As for the four-plex in Gentile’s name that didn’t make it into her declaration, Hétu points out that an elected official can correct their declaration if they forgot to include a building, in good faith.

No other comment was provided.

Councilor and real estate agent also sits on housing committee

Josee Troilo, Borough Councilor for LaSalle, with Équipe LaSalle Team, a former real estate agent at RE/MAX, also currently sits on the city’s housing committee. She declared interest in two buildings consisting of 12 apartments, the third most among elected officials — valued at nearly $3 million by the city’s tax assessor.

“I think the conflict of interest is really substantial. I don’t think they’re going to be defending their constituents if they are stakeholders [in the housing market].”

Troilo’s and her husband went before the tribunal after their tenant refused a rent hike earlier this year. In its decision, the judge ruled that the rent increase “requested by the landlords is higher than the rent adjustment granted by the Tribunal under the Regulation.” In other words, they were asking for a rent increase larger than permitted under provincial guidelines. The rent was adjusted accordingly.

In 2017, Troilo also filed for eviction against another one of her tenants, later reaching an agreement for the tenant to vacate the apartment on July 1st.

Troilo did not respond to a request for comment.

Passing the buck

Last year, the housing commission released its recommendations on establishing a certificate for responsible landlords and implementation of a rent registry (Although Projet Montréal’s proposed certificate would only apply to buildings of eight or more units, excluding 65 per cent of Montreal landlords).

The report lists a wide array of housing issues faced by Montrealers as a result of the housing crisis, indicating the commission’s awareness of these issues and alleged interest in resolving them.

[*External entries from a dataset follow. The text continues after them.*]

//! Configuration system

use std::path::Path;

pub use serde::{Serialize, Deserialize};

/// Configuration trait
pub trait Config: Serialize + for<'de> Deserialize<'de> + Default {
    /// Load configuration from file
    fn load_from_file(path: impl AsRef<Path>) -> Result<Self, ConfigError> {
        let path = path.as_ref();
        let contents = std::fs::read_to_string(path)
            .map_err(ConfigError::Io)?;

        match ConfigFormat::from_path(path)? {
            ConfigFormat::Toml => Self::from_toml_str(&contents),
            ConfigFormat::Ron => Self::from_ron_str(&contents),
        }
    }

    /// Save configuration to file
    fn save_to_file(&self, path: impl AsRef<Path>) -> Result<(), ConfigError> {
        let path = path.as_ref();
        let contents = match ConfigFormat::from_path(path)? {
            ConfigFormat::Toml => self.to_toml_string()?,
            ConfigFormat::Ron => self.to_ron_string()?,
        };

        std::fs::write(path, contents).map_err(ConfigError::Io)
    }

    /// Parse configuration from TOML text
    fn from_toml_str(contents: &str) -> Result<Self, ConfigError> {
        toml::from_str(contents).map_err(|e| ConfigError::Parse(e.to_string()))
    }

    /// Parse configuration from RON text
    fn from_ron_str(contents: &str) -> Result<Self, ConfigError> {
        ron::from_str(contents).map_err(|e| ConfigError::Parse(e.to_string()))
    }

    /// Serialize configuration as pretty TOML
    fn to_toml_string(&self) -> Result<String, ConfigError> {
        toml::to_string_pretty(self).map_err(|e| ConfigError::Serialize(e.to_string()))
    }

    /// Serialize configuration as pretty RON
    fn to_ron_string(&self) -> Result<String, ConfigError> {
        ron::ser::to_string_pretty(self, ron::ser::PrettyConfig::default())
            .map_err(|e| ConfigError::Serialize(e.to_string()))
    }
}

/// Supported configuration file formats, picked by extension
#[derive(Debug, Clone, Copy, PartialEq, Eq)]
pub enum ConfigFormat {
    /// `.toml`
    Toml,
    /// `.ron`
    Ron,
}

impl ConfigFormat {
    /// Pick the format from a file extension
    pub fn from_path(path: &Path) -> Result<Self, ConfigError> {
        match path.extension().and_then(|ext| ext.to_str()) {
            Some("toml") => Ok(Self::Toml),
            Some("ron") => Ok(Self::Ron),
            _ => Err(ConfigError::UnsupportedFormat(path.display().to_string())),
        }
    }
}

/// Configuration errors
#[derive(thiserror::Error, Debug)]
pub enum ConfigError {
    /// IO error
    #[error("IO error: {0}")]
    Io(#[from] std::io::Error),

    /// Parse error
    #[error("Parse error: {0}")]
    Parse(String),

    /// Serialization error
    #[error("Serialization error: {0}")]
    Serialize(String),

    /// Unsupported format
    #[error("Unsupported format: {0}")]
    UnsupportedFormat(String),

    /// Values that parse but make no sense together
    #[error("Invalid configuration: {0}")]
    Invalid(String),
}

These included noting that rising rental costs have left low-income and marginalized households living in poor conditions, that rising housing prices “threaten the economic vitality of the territory, weaken its social fabric and contribute to the onset of homelessness” and that the World Health Organization has found housing is a key determinant of physical and mental health and shapes the ability of individuals to “lead healthy lives and participate in civic life.”


It goes on to address the issues of evictions and living conditions, but deflects a majority of the issues mentioned to the provincial government. “Commissioners would like to point out that the City of Montreal is experiencing a major housing crisis, which must be recognized as such by the government of Quebec.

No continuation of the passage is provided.